What signals a Change to SPMS

sallum

1d

So here I am 16 years after diagnosis of RRMS, and being advised that as my initial symptoms were sensory it would lead to hopefully a better prognosis, my neoro was right!

I’ve had relapses, but these have been all sensory - Optic neuritis, stabbing head pains with right sided spasms and loss of speech, vertigo and plenty of numbness from my waist down & on my face) & pins and needles - yes I am very lucky!

But in the last couple of years I have started getting foot spasms on my right side. Nothing too bad really just my toes separating or my foot arcing or stretching out. Magnesium helps.

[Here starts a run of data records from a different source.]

//! A single shard of the client world
//!
//! A [`ClientNetwork`] owns one connected region graph, the bounding box the
//! world uses to pre-filter candidate shards, and the inbound message channel
//! drained by this shard's batching task. Growth happens one cell at a time:
//! a client whose cell touches the network's footprint gets a freshly wired
//! region; a client whose cell doesn't is rejected for the world to place
//! elsewhere.

use crate::events::MessageBatch;
use crate::region::{Direction, Region, RegionGraph, RegionId};
use log::{debug, error};
use shared::{cell_of, Client, ClientMessageEvent, REGION_AREA};
use std::collections::HashSet;
use std::time::Duration;
use tokio::sync::mpsc;
use tokio::time::timeout;

/// Default quiet period that closes a message batch.
pub const MESSAGE_BATCH_WINDOW: Duration = Duration::from_millis(5);

/// A connected graph of regions plus its footprint and message channel.
pub struct ClientNetwork {
    graph: RegionGraph,
    root: RegionId,
    /// Half-open `[min, max)` latitude cover of the owned regions
    lat_range: [f64; 2],
    /// Half-open `[min, max)` longitude cover of the owned regions
    long_range: [f64; 2],
    message_tx: mpsc::UnboundedSender<ClientMessageEvent>,
    /// Taken by the batching task when it starts
    message_rx: Option<mpsc::UnboundedReceiver<ClientMessageEvent>>,
}

impl ClientNetwork {
    /// Creates a network with a single root region at the cell the given
    /// coordinates floor to. The message batcher is not running yet; see
    /// [`spawn_message_batcher`](Self::spawn_message_batcher).
    pub fn new(lat: f64, long: f64) -> Self {
        let (cell_lat, cell_long) = cell_of(lat, long);
        let mut graph = RegionGraph::new();
        let root = graph.add_region(cell_lat, cell_long);
        let (message_tx, message_rx) = mpsc::unbounded_channel();

        Self {
            graph,
            root,
            lat_range: [cell_lat, cell_lat + REGION_AREA],
            long_range: [cell_long, cell_long + REGION_AREA],
            message_tx,
            message_rx: Some(message_rx),
        }
    }

    /// Adds a client to this network, reporting whether its cell connects to
    /// the footprint.
    ///
    /// The flat region list is scanned once. An exact cell match takes the
    /// client as-is. Otherwise any region exactly one cell away in some
    /// direction marks the target cell as connected; a new region is then
    /// created there, wired to every such neighbor, and the bounding box
    /// widens by one degree on whichever edges the new region extends.
    /// Returns false, mutating nothing, when no region touches the cell.
    pub fn add_client(&mut self, client: Client) -> bool {
        let (lat, long) = cell_of(client.lat, client.long);

        let mut exact: Option<RegionId> = None;
        let mut neighbors: [Option<RegionId>; 4] = [None; 4];
        let mut connected = false;
        for (id, region) in self.graph.iter() {
            if region.is_cell(lat, long) {
                exact = Some(id);
                break;
            }
            for (slot, dir) in neighbors.iter_mut().zip(Direction::ALL) {
                let (dlat, dlong) = dir.offset();
                if region.lat() - lat == dlat * REGION_AREA
                    && region.long() - long == dlong * REGION_AREA
                {
                    *slot = Some(id);
                    connected = true;
                }
            }
        }

        if let Some(id) = exact {
            self.graph.region_mut(id).add_client(client);
            return true;
        }
        if !connected {
            return false;
        }

        let new_region = self.graph.add_region(lat, long);
        self.graph.region_mut(new_region).add_client(client);
        for (slot, dir) in neighbors.iter().zip(Direction::ALL) {
            if let Some(neighbor) = *slot {
                self.graph.link(new_region, dir, neighbor);
            }
        }
        self.widen_to_include(lat, long);
        true
    }

    /// Widens the bounding box to cover the given cell. Grow only; edges the
    /// cell doesn't extend are untouched.
    fn widen_to_include(&mut self, lat: f64, long: f64) {
        if lat < self.lat_range[0] {
            self.lat_range[0] = lat;
        }
        if lat + REGION_AREA > self.lat_range[1] {
            self.lat_range[1] = lat + REGION_AREA;
        }
        if long < self.long_range[0] {
            self.long_range[0] = long;
        }
        if long + REGION_AREA > self.long_range[1] {
            self.long_range[1] = long + REGION_AREA;
        }
    }

    /// Fast pre-filter: could this network possibly admit the client?
    ///
    /// True when the raw coordinates fall within the bounding box extended by
    /// one region-width on every side. The halo matters: a client one cell
    /// outside the box can still be adjacent to the footprint, and filtering
    /// it out here would make both adjacent growth and network fusion
    /// unreachable from the world's connect path.
    pub fn possibly_contains(&self, client: &Client) -> bool {
        client.lat >= self.lat_range[0] - REGION_AREA
            && client.lat < self.lat_range[1] + REGION_AREA
            && client.long >= self.long_range[0] - REGION_AREA
            && client.long < self.long_range[1] + REGION_AREA
    }

    /// Removes a client from whichever region holds it. Empty regions keep
    /// their place in the graph; the topology is never collapsed.
    pub fn remove_client(&mut self, client_id: &str) -> bool {
        let holder = self
            .graph
            .iter()
            .find(|(_, region)| region.clients().contains_key(client_id))
            .map(|(id, _)| id);

        match holder {
            Some(id) => {
                self.graph.region_mut(id).remove_client(client_id);
                true
            }
            None => false,
        }
    }

    pub fn contains_client(&self, client_id: &str) -> bool {
        self.graph
            .iter()
            .any(|(_, region)| region.clients().contains_key(client_id))
    }

    /// Searches the graph for the region at cell `(lat, long)`, starting from
    /// the root. `visited` follows the contract of
    /// [`RegionGraph::find_region`]: it belongs to the caller.
    pub fn find_region(
        &self,
        lat: f64,
        long: f64,
        visited: &mut HashSet<RegionId>,
    ) -> Option<RegionId> {
        self.graph.find_region(self.root, lat, long, visited)
    }

    /// Absorbs another network at the fusion cell, taking over its regions
    /// and clients. The donor must hold a region at `(lat, long)` — it was
    /// just produced by a successful `add_client` — and so must this network;
    /// anything else is caller misuse and panics.
    pub fn absorb(&mut self, donor: ClientNetwork, lat: f64, long: f64) {
        let mut visited = HashSet::new();
        let fusion = self
            .find_region(lat, long, &mut visited)
            .expect("fusion cell missing from surviving network");
        let mut visited = HashSet::new();
        let donor_fusion = donor
            .find_region(lat, long, &mut visited)
            .expect("fusion cell missing from absorbed network");

        self.graph.graft(donor.graph, donor_fusion, fusion);

        // The absorbed clients are ours now, so their cells must stay inside
        // the bounding box
        self.lat_range[0] = self.lat_range[0].min(donor.lat_range[0]);
        self.lat_range[1] = self.lat_range[1].max(donor.lat_range[1]);
        self.long_range[0] = self.long_range[0].min(donor.long_range[0]);
        self.long_range[1] = self.long_range[1].max(donor.long_range[1]);
        // Dropping the donor closes its message channel; its batcher flushes
        // any open batch and exits
    }

    pub fn root(&self) -> RegionId {
        self.root
    }

    pub fn region(&self, id: RegionId) -> &Region {
        self.graph.region(id)
    }

    pub fn regions(&self) -> impl Iterator<Item = (RegionId, &Region)> {
        self.graph.iter()
    }

    pub fn region_count(&self) -> usize {
        self.graph.len()
    }

    pub fn lat_range(&self) -> [f64; 2] {
        self.lat_range
    }

    pub fn long_range(&self) -> [f64; 2] {
        self.long_range
    }

    /// Cell of the root region.
    pub fn root_cell(&self) -> (f64, f64) {
        let root = self.graph.region(self.root);
        (root.lat(), root.long())
    }

    /// Enqueues a message for this network's batcher.
    pub fn submit_message(&self, event: ClientMessageEvent) {
        if self.message_tx.send(event).is_err() {
            error!(
                "message batcher for network at {:?} is gone, dropping message",
                self.root_cell()
            );
        }
    }

    pub fn batcher_running(&self) -> bool {
        self.message_rx.is_none()
    }

    /// Spawns the task that drains this network's message channel.
    ///
    /// The first message opens a batch; every further message arriving within
    /// `window` of the previous one joins it; a quiet window closes the batch
    /// and sends it to `batch_tx`. No locks anywhere — the task owns the
    /// receiver outright. Calling this a second time is a no-op.
    pub fn spawn_message_batcher(
        &mut self,
        window: Duration,
        batch_tx: mpsc::UnboundedSender<MessageBatch>,
    ) {
        let Some(mut message_rx) = self.message_rx.take() else {
            return;
        };
        let cell = self.root_cell();

        tokio::spawn(async move {
            while let Some(first) = message_rx.recv().await {
                let mut messages = vec![first];
                loop {
                    match timeout(window, message_rx.recv()).await {
                        Ok(Some(event)) => messages.push(event),
                        // Window elapsed or channel closed: batch is complete
                        Ok(None) | Err(_) => break,
                    }
                }
                debug!("batch of {} messages for network at {:?}", messages.len(), cell);
                if batch_tx.send(MessageBatch { cell, messages }).is_err() {
                    // Consumer is gone, nothing left to batch for
                    break;
                }
            }
        });
    }
}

But just recently the feelings in my left leg have become more intense and the other evening my left foot contorted so bad it looked like it was broken! It was extremely painful, but didn’t last long - thank goodness! I also have a tightness and lump over my achillese tendonitis - tendonitis and have exercises for this but with no change

So, is this the beginning of things changing for me? I have been taking Aubagio for 5 years now, which looks like it may be helping slow things down, but what are peoples thoughts about progression?

Am I moving into the SPMS stage or is that when you have spinal lesions (although I don’t really know where my lesions are now a days with no face to face appointments and a memory like a seive!).

BTW I also have hip bursitis on my right side and my muscles need strengthening - I’m currently seeing a physio for this and she has mentioned that sometimes she’s seen similarities in patients with MS.

I haven’t had a relapse in years, but isn’t that what DMDs are supposed to do to reduce occurrancy of attacks?

Thanks for your input

Sharon xxx

Off to see my GP tomorrow about my foot/heel pain. My lumps is becomming more pronounced with swelling in my foot too!